═══ Excerpted records

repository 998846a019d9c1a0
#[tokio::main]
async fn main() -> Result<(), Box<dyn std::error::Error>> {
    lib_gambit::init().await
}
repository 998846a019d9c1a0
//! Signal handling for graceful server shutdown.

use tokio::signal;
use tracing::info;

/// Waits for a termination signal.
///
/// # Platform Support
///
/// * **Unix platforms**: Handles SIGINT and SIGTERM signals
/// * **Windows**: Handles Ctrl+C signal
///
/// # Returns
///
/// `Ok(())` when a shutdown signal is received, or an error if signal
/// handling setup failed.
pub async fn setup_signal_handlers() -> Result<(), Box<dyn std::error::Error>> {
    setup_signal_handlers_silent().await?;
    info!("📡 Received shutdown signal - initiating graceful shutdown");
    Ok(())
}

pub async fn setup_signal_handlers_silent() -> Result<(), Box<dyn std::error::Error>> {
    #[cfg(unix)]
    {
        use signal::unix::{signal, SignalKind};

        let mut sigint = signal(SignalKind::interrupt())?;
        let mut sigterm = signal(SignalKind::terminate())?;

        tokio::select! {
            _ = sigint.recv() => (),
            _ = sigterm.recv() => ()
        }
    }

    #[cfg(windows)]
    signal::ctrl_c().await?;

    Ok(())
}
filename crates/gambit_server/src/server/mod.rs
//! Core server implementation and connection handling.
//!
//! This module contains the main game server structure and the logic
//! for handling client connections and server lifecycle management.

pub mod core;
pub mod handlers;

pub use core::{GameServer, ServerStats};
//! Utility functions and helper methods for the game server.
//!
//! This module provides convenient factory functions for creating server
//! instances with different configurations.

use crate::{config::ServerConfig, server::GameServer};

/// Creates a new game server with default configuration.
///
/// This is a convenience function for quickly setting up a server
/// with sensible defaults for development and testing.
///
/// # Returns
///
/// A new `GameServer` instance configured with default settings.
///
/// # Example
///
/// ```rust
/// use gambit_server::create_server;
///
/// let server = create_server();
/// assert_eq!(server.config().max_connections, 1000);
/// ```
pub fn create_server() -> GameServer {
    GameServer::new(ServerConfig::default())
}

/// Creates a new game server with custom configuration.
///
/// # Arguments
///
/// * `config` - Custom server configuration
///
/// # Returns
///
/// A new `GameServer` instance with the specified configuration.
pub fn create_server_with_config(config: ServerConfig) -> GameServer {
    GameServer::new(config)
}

══════
═══ Excerpted records

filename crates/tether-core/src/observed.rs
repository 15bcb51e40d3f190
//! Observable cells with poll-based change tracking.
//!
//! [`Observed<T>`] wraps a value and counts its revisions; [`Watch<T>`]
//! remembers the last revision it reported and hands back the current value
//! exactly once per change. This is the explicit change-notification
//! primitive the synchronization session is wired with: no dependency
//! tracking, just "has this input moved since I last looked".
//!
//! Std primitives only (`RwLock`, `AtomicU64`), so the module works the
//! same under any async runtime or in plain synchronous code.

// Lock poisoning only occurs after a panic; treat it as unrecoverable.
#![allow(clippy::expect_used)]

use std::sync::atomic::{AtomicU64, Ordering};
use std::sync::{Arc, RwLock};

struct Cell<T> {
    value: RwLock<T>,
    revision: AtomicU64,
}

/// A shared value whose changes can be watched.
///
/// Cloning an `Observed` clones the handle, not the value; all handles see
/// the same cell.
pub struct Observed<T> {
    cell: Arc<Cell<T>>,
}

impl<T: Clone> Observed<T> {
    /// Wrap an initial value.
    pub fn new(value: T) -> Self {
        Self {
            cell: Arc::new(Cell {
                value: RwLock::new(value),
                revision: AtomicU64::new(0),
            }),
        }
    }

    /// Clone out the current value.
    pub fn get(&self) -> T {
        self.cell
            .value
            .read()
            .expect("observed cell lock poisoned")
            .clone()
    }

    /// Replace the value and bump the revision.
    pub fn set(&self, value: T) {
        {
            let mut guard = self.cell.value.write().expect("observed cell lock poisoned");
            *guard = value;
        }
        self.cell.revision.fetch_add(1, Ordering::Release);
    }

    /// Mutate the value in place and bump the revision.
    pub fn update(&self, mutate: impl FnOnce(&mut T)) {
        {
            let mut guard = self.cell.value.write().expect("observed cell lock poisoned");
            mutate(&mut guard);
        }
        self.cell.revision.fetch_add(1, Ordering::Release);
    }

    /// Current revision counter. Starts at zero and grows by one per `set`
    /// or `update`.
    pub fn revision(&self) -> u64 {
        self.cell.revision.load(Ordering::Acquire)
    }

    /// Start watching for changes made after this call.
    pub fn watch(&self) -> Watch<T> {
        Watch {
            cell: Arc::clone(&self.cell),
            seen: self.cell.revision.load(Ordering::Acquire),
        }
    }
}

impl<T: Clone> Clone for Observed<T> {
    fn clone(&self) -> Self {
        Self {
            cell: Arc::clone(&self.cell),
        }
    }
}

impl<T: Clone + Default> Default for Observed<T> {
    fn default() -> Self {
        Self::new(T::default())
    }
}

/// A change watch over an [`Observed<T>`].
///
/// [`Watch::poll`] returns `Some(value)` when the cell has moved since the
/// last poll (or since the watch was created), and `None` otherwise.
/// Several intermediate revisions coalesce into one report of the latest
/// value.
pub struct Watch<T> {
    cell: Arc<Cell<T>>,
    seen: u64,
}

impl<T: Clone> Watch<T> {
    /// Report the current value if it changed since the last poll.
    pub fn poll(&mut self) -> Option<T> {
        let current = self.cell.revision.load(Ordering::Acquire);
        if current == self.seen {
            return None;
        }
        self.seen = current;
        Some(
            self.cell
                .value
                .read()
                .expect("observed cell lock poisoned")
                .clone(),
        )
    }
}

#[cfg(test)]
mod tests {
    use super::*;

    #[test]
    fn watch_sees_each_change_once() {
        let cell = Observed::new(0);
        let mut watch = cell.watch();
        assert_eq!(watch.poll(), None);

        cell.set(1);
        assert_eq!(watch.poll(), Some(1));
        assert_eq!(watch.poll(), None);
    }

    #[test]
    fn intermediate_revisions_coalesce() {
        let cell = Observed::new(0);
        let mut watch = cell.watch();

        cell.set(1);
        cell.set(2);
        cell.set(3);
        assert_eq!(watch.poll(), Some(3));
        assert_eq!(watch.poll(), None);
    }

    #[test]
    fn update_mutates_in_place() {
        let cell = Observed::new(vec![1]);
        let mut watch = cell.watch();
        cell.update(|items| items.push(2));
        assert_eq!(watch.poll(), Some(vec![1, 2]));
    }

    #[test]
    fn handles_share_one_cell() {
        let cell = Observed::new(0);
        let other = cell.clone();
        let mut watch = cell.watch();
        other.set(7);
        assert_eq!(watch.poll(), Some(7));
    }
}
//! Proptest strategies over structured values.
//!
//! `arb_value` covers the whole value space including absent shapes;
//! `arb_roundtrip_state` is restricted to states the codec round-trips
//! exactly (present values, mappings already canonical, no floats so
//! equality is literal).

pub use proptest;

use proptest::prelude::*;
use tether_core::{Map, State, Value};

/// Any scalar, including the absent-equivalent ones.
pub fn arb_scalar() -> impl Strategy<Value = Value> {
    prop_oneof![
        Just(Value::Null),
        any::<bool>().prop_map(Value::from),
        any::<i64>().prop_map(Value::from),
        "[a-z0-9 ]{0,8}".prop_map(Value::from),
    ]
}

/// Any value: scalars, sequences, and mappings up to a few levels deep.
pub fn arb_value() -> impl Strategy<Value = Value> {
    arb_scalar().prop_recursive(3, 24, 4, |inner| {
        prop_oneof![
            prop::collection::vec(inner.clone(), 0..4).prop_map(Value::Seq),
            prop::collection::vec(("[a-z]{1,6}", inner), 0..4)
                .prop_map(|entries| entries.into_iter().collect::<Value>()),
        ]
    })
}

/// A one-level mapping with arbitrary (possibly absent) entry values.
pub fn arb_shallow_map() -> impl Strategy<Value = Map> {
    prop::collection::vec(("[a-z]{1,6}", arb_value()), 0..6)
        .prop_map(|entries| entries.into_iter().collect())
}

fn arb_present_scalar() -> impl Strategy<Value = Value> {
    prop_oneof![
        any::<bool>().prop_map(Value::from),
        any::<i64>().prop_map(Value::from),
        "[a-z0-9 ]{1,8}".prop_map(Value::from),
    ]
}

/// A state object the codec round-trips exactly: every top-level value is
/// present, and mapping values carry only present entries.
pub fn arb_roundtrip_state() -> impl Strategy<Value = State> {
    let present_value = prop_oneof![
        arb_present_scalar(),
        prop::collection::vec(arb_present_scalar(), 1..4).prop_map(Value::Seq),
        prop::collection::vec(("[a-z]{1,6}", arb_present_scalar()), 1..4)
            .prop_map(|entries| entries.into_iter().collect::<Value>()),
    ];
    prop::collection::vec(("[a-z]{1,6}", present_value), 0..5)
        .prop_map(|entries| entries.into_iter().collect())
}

══════

• Task requirements: The lines holding the word "Acquire" are the answer. Pull them out of the records and copy them.

• Result of this task:
        self.cell.revision.load(Ordering::Acquire)
            seen: self.cell.revision.load(Ordering::Acquire),
        let current = self.cell.revision.load(Ordering::Acquire);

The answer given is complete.